Los datos expuestos en la reunión, donde participaron autoridades locales junto con fuerzas de seguridad, evidencia que el Atlántico ha registrado un incremento histórico en delitos como el hurto, el secuestro, los homicidios y la incautación de armas.
«Es realmente sorprendente observar el ascenso de los crímenes en esta sección. El Atlántico se posiciona en la cúspide nacional de las infracciones delictivas que se cometen en nuestro país», declaró el Ministro Benedetti, destacando la seriedad de la crisis.
Por su parte, el Ministro de Defensa, Pedro Sánchez, complementó esta información, señalando que un asombroso 96% de los delitos se concentran en áreas urbanas, lo que pone de manifiesto el conflicto entre grupos criminales que se desarrollan principalmente en las ciudades del departamento.
Entre los grupos criminales destacados se encuentran «Los Costeños» y el «Clan del Golfo», formados mayoritariamente por jóvenes de menos de 23 años.
MinDefensa Pedro Sánchez en el Consejo de Seguridad en la Comuna de Malambo, Atlántico. Foto:Gracias a la amabilidad: Ministerio de Defensa
Los números están preocupados
Las cifras presentadas son verdaderamente alarmantes: la tasa de asesinatos ha aumentado en un 8% en comparación al año anterior, y la mayoría de las víctimas pertenecen a los mismos grupos criminales, además, se ha registrado un incremento del 24% en casos de extorsión.
El Ministro Benedetti también advirtió sobre la concentración de actividad delictiva en Barranquilla (50%) y Soledad (25%).
Entre las medidas anunciadas está el aumento del personal policial especializado en inteligencia y la policía judicial, el fortalecimiento de la red de cámaras de seguridad y la implementación del Proyecto Púrpura, cuyo objetivo es combatir la violencia contra las mujeres.
En el Consejo de Seguridad, el Ministro del Interior, el Ministro de Defensa y la cúpula militar. Foto:Gracias a la amabilidad: Ministerio del Interior
El Gobernador del Atlántico, Eduardo Summer, junto con los alcaldes de los municipios más afectados como Soledad, Malambo, Manatí, Santo Tomás, Palmar, Polonuevo, Sabananda, Baranoa y Galapa, asistieron a la reunión, resaltando la importancia de abordar las causas sociales detrás de estos problemas.

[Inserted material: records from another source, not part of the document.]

use crate::core::forcefield::potential_map::PotentialMap;
use crate::core::models::configuration::Configuration;
use crate::engine::config::ForcesConfig;
use crate::engine::error::EngineError;
use crate::engine::kernel::Reduction;
use crate::engine::kernel::force::ForceKernel;
use crate::engine::kernel::reference::ReferenceKernel;
use crate::engine::process_pool::ProcessPool;
use crate::engine::store::{ModuleStore, StoredValue};
use nalgebra::Vector3;
use tracing::{debug, info, instrument, warn};

pub const FX_ITEM: &str = "FX";
pub const FY_ITEM: &str = "FY";
pub const FZ_ITEM: &str = "FZ";

/// Reference components smaller than this are compared by absolute rather than relative error.
const RELATIVE_FLOOR: f64 = 1.0e-6;

/// Per-component error of `actual` against `correct`: a percentage of `correct`, or the plain
/// difference when `correct` is close to zero.
fn component_errors(correct: &Vector3<f64>, actual: &Vector3<f64>) -> Vector3<f64> {
    Vector3::from_fn(|k, _| {
        let diff = correct[k] - actual[k];
        if correct[k].abs() > RELATIVE_FLOOR {
            diff * 100.0 / correct[k]
        } else {
            diff
        }
    })
}

/// Outcome of comparing one set of forces against another.
#[derive(Debug, Clone, Copy, PartialEq)]
pub struct ForceComparison {
    pub n_failed: usize,
    /// Mean absolute error over all compared components.
    pub mean_error: f64,
}

/// Compares `actual` against `correct` atom by atom, logging every atom with a component error
/// above `threshold`.
fn compare(label: &str, correct: &[Vector3<f64>], actual: &[Vector3<f64>], threshold: f64) -> ForceComparison {
    let mut n_failed = 0;
    let mut sum_error = 0.0;
    for (n, (c, a)) in correct.iter().zip(actual).enumerate() {
        let errors = component_errors(c, a);
        sum_error += errors.abs().sum();
        if errors.iter().any(|e| e.abs() > threshold) {
            n_failed += 1;
            warn!(
                atom = n,
                dx = c.x - a.x,
                dy = c.y - a.y,
                dz = c.z - a.z,
                ex = errors.x,
                ey = errors.y,
                ez = errors.z,
                "{label}: atom has erroneous force components."
            );
        }
    }
    let n_components = 3 * correct.len().max(1);
    let comparison = ForceComparison {
        n_failed,
        mean_error: sum_error / n_components as f64,
    };
    let verdict = if n_failed == 0 { "OK" } else { "NOT OK" };
    info!(
        mean_error = comparison.mean_error,
        "{label}: number of atoms with failed force components = {n_failed} = {verdict}."
    );
    comparison
}

fn sum(a: &[Vector3<f64>], b: &[Vector3<f64>]) -> Vec<Vector3<f64>> {
    a.iter().zip(b).map(|(x, y)| x + y).collect()
}

fn self_test(
    configuration: &Configuration,
    kernel: &ForceKernel<'_>,
    potentials: &PotentialMap,
    pool: &ProcessPool,
    config: &ForcesConfig,
) -> Result<(), EngineError> {
    info!(
        configuration = configuration.name(),
        analytic = config.test_analytic,
        threshold_percent = config.test_threshold,
        "Calculating forces in serial test mode."
    );

    let reference = ReferenceKernel::new(potentials, config.test_analytic);
    let correct_inter = reference.interatomic_forces(configuration);
    let correct_intra = reference.intramolecular_forces(configuration);
    let inter = kernel.interatomic_forces(configuration, Reduction::Pool);
    let intra = kernel.intramolecular_forces(configuration, Reduction::Pool);

    let mut failures = Vec::new();
    for (label, correct, actual) in [
        ("inter reference vs production", &correct_inter, &inter),
        ("intra reference vs production", &correct_intra, &intra),
    ] {
        let outcome = compare(label, correct, actual, config.test_threshold);
        if outcome.n_failed > 0 {
            failures.push(format!("{label}: {} atoms failed", outcome.n_failed));
        }
    }

    if let Some(external) = &config.reference_forces {
        if external.len() != configuration.n_atoms() {
            return Err(EngineError::Initialization(format!(
                "{} reference forces supplied but configuration '{}' has {} atoms",
                external.len(),
                configuration.name(),
                configuration.n_atoms()
            )));
        }
        let external: Vec<Vector3<f64>> = external.iter().map(|f| Vector3::from(*f)).collect();
        let correct_total = sum(&correct_inter, &correct_intra);
        let production_total = sum(&inter, &intra);
        for (label, correct, actual) in [
            ("external vs reference", &correct_total, &external),
            ("external vs production", &production_total, &external),
        ] {
            let outcome = compare(label, correct, actual, config.test_threshold);
            if outcome.n_failed > 0 {
                failures.push(format!("{label}: {} atoms failed", outcome.n_failed));
            }
        }
    }

    if pool.all_true(|_| failures.is_empty()) {
        Ok(())
    } else {
        Err(EngineError::SelfTestFailed {
            details: failures.join("; "),
        })
    }
}

/// Calculates the total force on every atom and stores the components as the `FX`, `FY` and `FZ`
/// series under `config.name`.
///
/// With `config.test` set, the production pair and bonded forces are first checked against the
/// serial reference (and against `config.reference_forces` when given).
///
/// # Errors
///
/// Returns [`EngineError::SelfTestFailed`] if any atom fails the comparison, or
/// [`EngineError::Initialization`] if the potentials or reference forces do not fit the
/// configuration.
#[instrument(skip_all, name = "forces_task")]
pub fn run(
    configuration: &Configuration,
    potentials: &PotentialMap,
    pool: &ProcessPool,
    config: &ForcesConfig,
    store: &mut ModuleStore,
) -> Result<Vec<Vector3<f64>>, EngineError> {
    let kernel = ForceKernel::new(potentials, pool, None);
    kernel.validate(configuration)?;

    if config.test {
        self_test(configuration, &kernel, potentials, pool, config)?;
    }

    let forces = kernel.total_forces(configuration, Reduction::Pool);
    let net: Vector3<f64> = forces.iter().sum();
    debug!(
        n_atoms = forces.len(),
        net = net.norm(),
        "Total forces calculated."
    );

    for (item, k) in [(FX_ITEM, 0), (FY_ITEM, 1), (FZ_ITEM, 2)] {
        store.set(
            &config.name,
            item,
            StoredValue::Series(forces.iter().map(|f| f[k]).collect()),
        );
    }
    Ok(forces)
}

#[cfg(test)]
mod tests {
    use super::*;
    use crate::core::forcefield::intramolecular::{AngleForm, BondForm};
    use crate::core::forcefield::params::{AtomType, Forcefield, ShortRangeForm};
    use crate::core::forcefield::truncation::TabulationSettings;
    use crate::core::models::simulation_box::SimulationBox;
    use crate::core::models::species::SpeciesBuilder;
    use nalgebra::Point3;
    use std::sync::Arc;

    fn triatomic_box() -> (Configuration, PotentialMap) {
        let mut forcefield = Forcefield::new();
        forcefield.insert(AtomType::new(
            "C",
            ShortRangeForm::LennardJones,
            vec![0.3, 3.2],
            0.0,
        ));
        let mut builder = SpeciesBuilder::new("Bent");
        let a = builder.add_atom("C");
        let b = builder.add_atom("C");
        let c = builder.add_atom("C");
        builder
            .add_bond(a, b, BondForm::Harmonic { k: 2000.0, eq: 1.4 })
            .add_bond(b, c, BondForm::Harmonic { k: 2000.0, eq: 1.4 })
            .add_angle(a, b, c, AngleForm::Harmonic { k: 400.0, eq: 105.0 });
        let bent = Arc::new(builder.build().unwrap());

        let mut cfg =
            Configuration::new("Bent", SimulationBox::cubic(12.0).unwrap(), 300.0).unwrap();
        for [x, y, z] in [[1.0, 1.0, 1.0], [4.6, 1.3, 0.8], [1.2, 4.9, 2.0]] {
            let origin = Point3::new(x, y, z);
            cfg.add_molecule(
                &bent,
                &[
                    origin,
                    origin + Vector3::new(1.5, 0.1, 0.0),
                    origin + Vector3::new(1.9, 1.45, 0.1),
                ],
            )
            .unwrap();
        }
        let settings = TabulationSettings {
            range: 6.0,
            delta: 0.001,
            include_coulomb: false,
            ..TabulationSettings::default()
        };
        let map = PotentialMap::build(&forcefield, cfg.atom_types(), &settings).unwrap();
        (cfg, map)
    }

    #[test]
    fn component_errors_are_relative_unless_reference_is_tiny() {
        let errors = component_errors(&Vector3::new(10.0, 1.0e-8, -2.0), &Vector3::new(9.0, 0.0, -2.0));
        assert!((errors.x - 10.0).abs() < 1e-12);
        assert!((errors.y - 1.0e-8).abs() < 1e-20);
        assert_eq!(errors.z, 0.0);
    }

    #[test]
    fn run_stores_components_and_net_force_vanishes() {
        let (cfg, map) = triatomic_box();
        let pool = ProcessPool::new(2).unwrap();
        let mut store = ModuleStore::new();
        let forces = run(&cfg, &map, &pool, &ForcesConfig::default(), &mut store).unwrap();

        assert_eq!(forces.len(), cfg.n_atoms());
        let net: Vector3<f64> = forces.iter().sum();
        assert!(net.norm() < 1e-8);
        let fx = store.series("Forces", FX_ITEM).unwrap();
        assert_eq!(fx.len(), cfg.n_atoms());
        assert_eq!(fx[4], forces[4].x);
        assert_eq!(store.series("Forces", FZ_ITEM).unwrap()[2], forces[2].z);
    }

    #[test]
    fn self_test_passes_for_consistent_kernels() {
        let (cfg, map) = triatomic_box();
        let pool = ProcessPool::new(3).unwrap();
        let config = ForcesConfig {
            test: true,
            ..ForcesConfig::default()
        };
        assert!(run(&cfg, &map, &pool, &config, &mut ModuleStore::new()).is_ok());
    }

    #[test]
    fn self_test_accepts_matching_external_forces() {
        let (cfg, map) = triatomic_box();
        let pool = ProcessPool::serial();
        let expected = ForceKernel::new(&map, &pool, None).total_forces(&cfg, Reduction::Solo);
        let config = ForcesConfig {
            test: true,
            reference_forces: Some(expected.iter().map(|f| [f.x, f.y, f.z]).collect()),
            ..ForcesConfig::default()
        };
        assert!(run(&cfg, &map, &pool, &config, &mut ModuleStore::new()).is_ok());
    }

    #[test]
    fn self_test_rejects_wrong_external_forces() {
        let (cfg, map) = triatomic_box();
        let config = ForcesConfig {
            test: true,
            reference_forces: Some(vec![[1.0e3, -1.0e3, 5.0e2]; cfg.n_atoms()]),
            ..ForcesConfig::default()
        };
        let result = run(&cfg, &map, &ProcessPool::serial(), &config, &mut ModuleStore::new());
        assert!(matches!(result, Err(EngineError::SelfTestFailed { .. })));
    }

    #[test]
    fn external_forces_must_cover_every_atom() {
        let (cfg, map) = triatomic_box();
        let config = ForcesConfig {
            test: true,
            reference_forces: Some(vec![[0.0; 3]; 2]),
            ..ForcesConfig::default()
        };
        let result = run(&cfg, &map, &ProcessPool::serial(), &config, &mut ModuleStore::new());
        assert!(matches!(result, Err(EngineError::Initialization(_))));
    }
}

«El gobierno nacional ha sostenido que la solución a esta crisis requiere que el 70% de las operaciones sea a través de un enfoque integral del Estado y solo un 30% son estrategias militares y policiales. En este sentido, el gobierno del Atlántico y los presentes reconocen la importancia de fortalecer el núcleo de cada sociedad, que es la familia, para asegurar un futuro mejor para todos», afirmó el Ministro de Defensa.
Una solicitud para las autoridades locales
Las autoridades locales del Atlántico expusieron en el Consejo de Seguridad conclusiones específicas y priorizaron el fortalecimiento de la seguridad en los centros penitenciarios, así como la instalación de inhibidores de señal con el fin de combatir la extorsión perpetrada por prisioneros desde dentro.
El gobernador Eduardo Summer subrayó la urgencia de estas medidas luego de la reunión: «El asunto más crítico es indudablemente la extorsión que se origina en las prisiones. Es fundamental implementar controles de señal y regular de manera más estricta este aspecto», declaró.
Además, se acordó realizar controles exhaustivos en áreas estratégicas que han sido identificadas como puntos críticos para el tráfico de drogas, como el Distrito SAPE en Barranquilla y el distrito de Santa Verónica en Juan de Acosta. Estos lugares han sido señalados como las principales rutas para el tráfico de narcóticos.
El Presidente del Departamento ha relacionado directamente el aumento de los homicidios en la región con las tensiones y ajustes de cuentas entre organizaciones criminales que luchan por el control del microtráfico en diversos distritos y rutas de producción de drogas. Esto resalta la complejidad del escenario de seguridad en el Atlántico.